Ленин учит нас, что революция — это праздник угнетённых, когда народ выступает активным творцом новых порядков. В такие времена народ способен на чудеса. Перефразируя Ленина, можно сказать, что контрреволюция — триумф угнетателей. В 90-е люди были предельно жёстко заняты либо выживанием, либо депрессией, либо куражом от происходящего. Весь этот бал Сатаны вёл к социальному взрыву. Важно понимать, что вся картина 90-х — это не просто угнетение пролетариата и трудовых низов мелкой буржуазии, о которой можно говорить в собственно капиталистическом обществе. Всё это разворачивалось в обществе, переходном от социалистического к капиталистическому. Эта картина именно что общенациональной катастрофы. Это была катастрофа как для рабочего машиностроительного предприятия, так и для хирурга в больнице. Как для машиниста, так и для советского спортсмена, ставшего бандитом. Бандитом, который при этом может иметь совсем иную оценку событий, потому что ему выпала возможность стать хищником и угнетателем. Но эта субъективная оценка сталкивается с тем, что чаще всего его наградой являлся очень короткий период наслаждения машинами, оружием, женщинами и едой, а в дальнейшем памятником над двумя могильными аршинами. Но в общенациональном масштабе это часть всё той же катастрофы, как и учительница, ставшая проституткой, кандидат наук, торгующий обувью на овощном рынке. При этом немаловажно, что все эти рисуемые в памяти персонажи вполне могли быть связаны родственными связями. Про эпидемию алкоголизма и наркомании, про аборты, войны, беженство и эмиграцию уж можно и не говорить.

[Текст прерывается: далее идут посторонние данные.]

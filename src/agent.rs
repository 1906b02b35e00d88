/*
 * This Source Code Form is subject to the terms of the Mozilla Public
 * License, v. 2.0. If a copy of the MPL was not distributed with this
 * file, You can obtain one at https://mozilla.org/MPL/2.0/.
 */

use std::fmt;

use crate::{
    Color, Evaluator, EvaluatorKind, Game, Move, Noise, Search, SearchConfig, DEFAULT_JITTER,
};

/// The outcome of an [`Agent`] choosing a move.
#[derive(Debug, Clone, Copy, PartialEq)]
pub struct Decision {
    /// The move to play, or `None` if there are no legal moves.
    pub bestmove: Option<Move>,

    /// Marks a move that needs special handling by the host.
    ///
    /// No [`Agent`] ever produces one, so this is always `false`.
    pub nudge: bool,

    /// Score of the search, from the [`Agent`]'s perspective.
    pub score: f64,

    /// Number of nodes searched.
    pub nodes: u64,

    /// Whether `bestmove` is the first legal move rather than a move the search chose.
    pub fallback: bool,
}

/// A player that picks moves by searching a fixed number of plies ahead, scoring leaves with its [`Evaluator`].
///
/// An [`Agent`] holds no state between decisions, so one can be reused for an entire game.
pub struct Agent {
    color: Color,
    depth: usize,
    evaluator: Box<dyn Evaluator>,
    jitter: f64,
}

impl Agent {
    /// Constructs a new [`Agent`] playing `color`, searching `depth` plies with `evaluator`.
    #[inline(always)]
    pub fn new(color: Color, depth: usize, evaluator: Box<dyn Evaluator>) -> Self {
        Self {
            color,
            depth,
            evaluator,
            jitter: DEFAULT_JITTER,
        }
    }

    /// Constructs a new [`Agent`] with the default tuning of the evaluator `kind`.
    ///
    /// # Example
    /// ```
    /// # use newt::*;
    /// let agent = Agent::from_kind(Color::Black, 3, EvaluatorKind::Heuristic);
    /// assert_eq!(agent.name(), "Heuristic bot (depth 3)");
    /// ```
    #[inline(always)]
    pub fn from_kind(color: Color, depth: usize, kind: EvaluatorKind) -> Self {
        Self::new(color, depth, kind.build())
    }

    /// Overrides the scale of the noise added to leaf evaluations.
    #[inline(always)]
    pub fn with_jitter(mut self, jitter: f64) -> Self {
        self.jitter = jitter;
        self
    }

    #[inline(always)]
    pub const fn color(&self) -> Color {
        self.color
    }

    #[inline(always)]
    pub const fn depth(&self) -> usize {
        self.depth
    }

    #[inline(always)]
    pub const fn jitter(&self) -> f64 {
        self.jitter
    }

    #[inline(always)]
    pub fn evaluator(&self) -> &dyn Evaluator {
        self.evaluator.as_ref()
    }

    /// Human-readable name of this agent, such as `Positional bot (depth 2)`.
    pub fn name(&self) -> String {
        format!("{} bot (depth {})", self.evaluator.name(), self.depth)
    }

    /// Chooses a move for the side to move in `game`.
    ///
    /// `game` is searched in place and restored before this returns.
    /// If the search yields no move, the first legal move is chosen instead.
    ///
    /// # Example
    /// ```
    /// # use newt::*;
    /// let mut game = Game::default();
    /// let agent = Agent::from_kind(Color::White, 2, EvaluatorKind::Material);
    ///
    /// let decision = agent.choose_move(&mut game, &mut Noise::seeded(1));
    /// assert!(game.is_legal(decision.bestmove.unwrap()));
    /// assert!(!decision.fallback);
    /// ```
    pub fn choose_move(&self, game: &mut Game, noise: &mut Noise) -> Decision {
        let config = SearchConfig {
            depth: self.depth,
            jitter: self.jitter,
        };
        let res = Search::new(self.evaluator(), self.color, config).start(game, noise);

        let (bestmove, fallback) = match res.bestmove {
            Some(mv) => (Some(mv), false),
            None => {
                let first = game.legal_moves().first().copied();
                (first, first.is_some())
            }
        };

        Decision {
            bestmove,
            nudge: false,
            score: res.score,
            nodes: res.nodes,
            fallback,
        }
    }
}

impl fmt::Debug for Agent {
    fn fmt(&self, f: &mut fmt::Formatter<'_>) -> fmt::Result {
        f.debug_struct("Agent")
            .field("color", &self.color)
            .field("depth", &self.depth)
            .field("evaluator", &self.evaluator.name())
            .field("jitter", &self.jitter)
            .finish()
    }
}

#[cfg(test)]
mod tests {
    use super::*;
    use crate::MaterialEvaluator;

    #[test]
    fn test_no_moves_in_checkmate() {
        let mut game: Game = "rnb1kbnr/pppp1ppp/8/4p3/6Pq/5P2/PPPPP2P/RNBQKBNR w KQkq - 1 3"
            .parse()
            .unwrap();
        let agent = Agent::from_kind(Color::White, 2, EvaluatorKind::Positional);

        let decision = agent.choose_move(&mut game, &mut Noise::silent());
        assert!(decision.bestmove.is_none());
        assert!(!decision.fallback);
        assert!(!decision.nudge);
        assert_eq!(decision.score, -crate::MATE_SCORE);
    }

    #[test]
    fn test_depth_zero_falls_back_to_first_legal_move() {
        let mut game = Game::default();
        let agent = Agent::new(Color::White, 0, Box::new(MaterialEvaluator));

        let decision = agent.choose_move(&mut game, &mut Noise::silent());
        assert_eq!(decision.bestmove, game.legal_moves().first().copied());
        assert!(decision.fallback);
        assert_eq!(decision.nodes, 1);
    }

    #[test]
    fn test_score_is_from_agents_perspective() {
        // Black to move can win White's queen
        let mut game: Game = "3rk3/8/8/8/3Q4/8/8/4K3 b - - 0 1".parse().unwrap();
        let agent = Agent::from_kind(Color::Black, 1, EvaluatorKind::Material).with_jitter(0.0);

        let decision = agent.choose_move(&mut game, &mut Noise::silent());
        assert_eq!(decision.bestmove.unwrap(), "d8d4");
        assert_eq!(decision.score, 55.0);
    }

    #[test]
    fn test_name_and_debug() {
        let agent = Agent::new(Color::White, 2, Box::new(MaterialEvaluator));
        assert_eq!(agent.name(), "Material bot (depth 2)");
        assert!(format!("{agent:?}").contains("Material"));
    }
}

Голосом тех, кто не хотел мириться с подобным положением вещей, желал объединяться и активно действовать, но при этом не являлся по своему типажу «анпиловской бабушкой», и стало НБП. Для того, чтобы заложить новый этап революционной традиции, связать себя пуповиной со всей русской революционной традицией, начиная от крестьянских войн и декабристов, вплоть до большевиков, было необходимо не только однозначно ясно порвать с дискредитировавшей себя мировоззренческой системой, но и сепарировать себя организационно от тех структур, которые наследовали организациям и людям, которые дискредитировали её и привели к известным результатам. У НБП 90-х годов, помимо уже упомянутой «красно-коричневости» как реакции на всю описанную общественную картину, не стоит искать какой-либо стройной идеологии. Не говоря уже о революционной теории. НБП вбирало в себя тех, кто не готов был приспосабливаться к царству чистогана, служить мамоне, что считалось в то время высшей мудростью. Тех, кто при этом отдавал себе отчет в том, что крушение советского государства в том виде, в каком оно подошло к своему концу, было спуском воды из протухшего бассейна, как бы ни было жалко погибшую Родину. Годы спустя это чувство было отражено в стихотворении товарища Абеля (Владимира Линдермана) написанного им осенью 2003 года в следственном изоляторе «Лефортово»:

 

«Награда мне будет в мире ином. Другая Россия – мой истинный дом.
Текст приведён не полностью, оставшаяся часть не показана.